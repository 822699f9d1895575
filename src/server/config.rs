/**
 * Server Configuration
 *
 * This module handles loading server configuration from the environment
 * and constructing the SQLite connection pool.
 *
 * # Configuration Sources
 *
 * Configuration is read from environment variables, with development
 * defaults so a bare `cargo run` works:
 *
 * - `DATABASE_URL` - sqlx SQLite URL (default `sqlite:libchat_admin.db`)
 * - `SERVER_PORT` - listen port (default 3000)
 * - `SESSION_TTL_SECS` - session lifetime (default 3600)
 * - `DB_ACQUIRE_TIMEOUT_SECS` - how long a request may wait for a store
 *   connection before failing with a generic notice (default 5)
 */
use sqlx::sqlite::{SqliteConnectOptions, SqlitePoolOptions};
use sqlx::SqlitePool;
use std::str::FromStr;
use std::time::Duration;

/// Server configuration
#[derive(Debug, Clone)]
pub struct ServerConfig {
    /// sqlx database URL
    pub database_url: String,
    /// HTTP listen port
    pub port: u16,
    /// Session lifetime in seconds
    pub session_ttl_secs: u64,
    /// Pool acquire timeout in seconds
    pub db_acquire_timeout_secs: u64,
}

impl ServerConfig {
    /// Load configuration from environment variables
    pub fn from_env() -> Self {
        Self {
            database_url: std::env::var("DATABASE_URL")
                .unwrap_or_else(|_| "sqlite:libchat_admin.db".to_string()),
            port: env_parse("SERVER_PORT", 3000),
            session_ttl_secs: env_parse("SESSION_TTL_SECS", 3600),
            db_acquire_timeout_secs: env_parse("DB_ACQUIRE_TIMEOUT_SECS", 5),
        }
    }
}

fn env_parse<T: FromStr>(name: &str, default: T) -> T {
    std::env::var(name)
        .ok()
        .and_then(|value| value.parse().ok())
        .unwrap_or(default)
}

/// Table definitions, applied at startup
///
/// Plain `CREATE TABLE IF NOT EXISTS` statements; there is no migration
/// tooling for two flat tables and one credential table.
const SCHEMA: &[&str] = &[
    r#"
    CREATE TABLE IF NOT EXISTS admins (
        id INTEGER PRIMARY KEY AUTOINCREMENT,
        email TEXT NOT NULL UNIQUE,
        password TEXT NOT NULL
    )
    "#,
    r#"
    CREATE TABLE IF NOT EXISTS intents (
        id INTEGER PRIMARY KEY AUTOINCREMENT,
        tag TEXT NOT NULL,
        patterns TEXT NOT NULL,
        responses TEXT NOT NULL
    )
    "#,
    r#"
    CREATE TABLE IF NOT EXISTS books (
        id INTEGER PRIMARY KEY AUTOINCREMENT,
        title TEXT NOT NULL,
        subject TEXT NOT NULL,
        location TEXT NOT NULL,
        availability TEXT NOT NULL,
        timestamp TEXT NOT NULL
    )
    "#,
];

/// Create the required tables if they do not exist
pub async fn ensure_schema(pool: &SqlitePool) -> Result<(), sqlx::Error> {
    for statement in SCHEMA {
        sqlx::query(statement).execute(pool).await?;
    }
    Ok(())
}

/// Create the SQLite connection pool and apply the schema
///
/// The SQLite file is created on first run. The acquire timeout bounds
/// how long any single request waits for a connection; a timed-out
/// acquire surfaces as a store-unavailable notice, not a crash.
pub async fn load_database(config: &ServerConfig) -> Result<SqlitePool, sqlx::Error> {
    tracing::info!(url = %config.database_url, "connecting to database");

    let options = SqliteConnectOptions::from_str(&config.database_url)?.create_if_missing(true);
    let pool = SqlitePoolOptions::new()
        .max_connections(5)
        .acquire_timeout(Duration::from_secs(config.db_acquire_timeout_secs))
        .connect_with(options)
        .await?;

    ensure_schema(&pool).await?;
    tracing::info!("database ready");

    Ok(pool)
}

········

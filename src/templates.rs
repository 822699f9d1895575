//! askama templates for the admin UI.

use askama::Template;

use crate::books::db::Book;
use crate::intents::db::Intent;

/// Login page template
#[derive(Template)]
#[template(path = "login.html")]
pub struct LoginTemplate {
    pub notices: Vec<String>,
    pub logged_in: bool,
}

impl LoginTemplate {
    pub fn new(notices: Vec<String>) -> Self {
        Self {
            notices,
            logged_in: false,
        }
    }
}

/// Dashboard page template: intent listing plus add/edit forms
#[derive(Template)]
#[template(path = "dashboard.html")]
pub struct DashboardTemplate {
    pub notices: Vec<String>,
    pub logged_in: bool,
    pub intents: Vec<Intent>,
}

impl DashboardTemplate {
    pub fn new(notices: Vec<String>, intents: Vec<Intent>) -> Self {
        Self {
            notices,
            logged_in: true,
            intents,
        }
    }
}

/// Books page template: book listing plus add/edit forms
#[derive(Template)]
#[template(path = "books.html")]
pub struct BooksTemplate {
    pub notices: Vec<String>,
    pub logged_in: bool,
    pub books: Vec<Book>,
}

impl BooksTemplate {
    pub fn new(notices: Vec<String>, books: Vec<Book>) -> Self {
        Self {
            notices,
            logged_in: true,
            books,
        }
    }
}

········

* [What to do]: Look through the data above and return each line where the string "store" occurs.

* [Response]:
 * - `DB_ACQUIRE_TIMEOUT_SECS` - how long a request may wait for a store
/// acquire surfaces as a store-unavailable notice, not a crash.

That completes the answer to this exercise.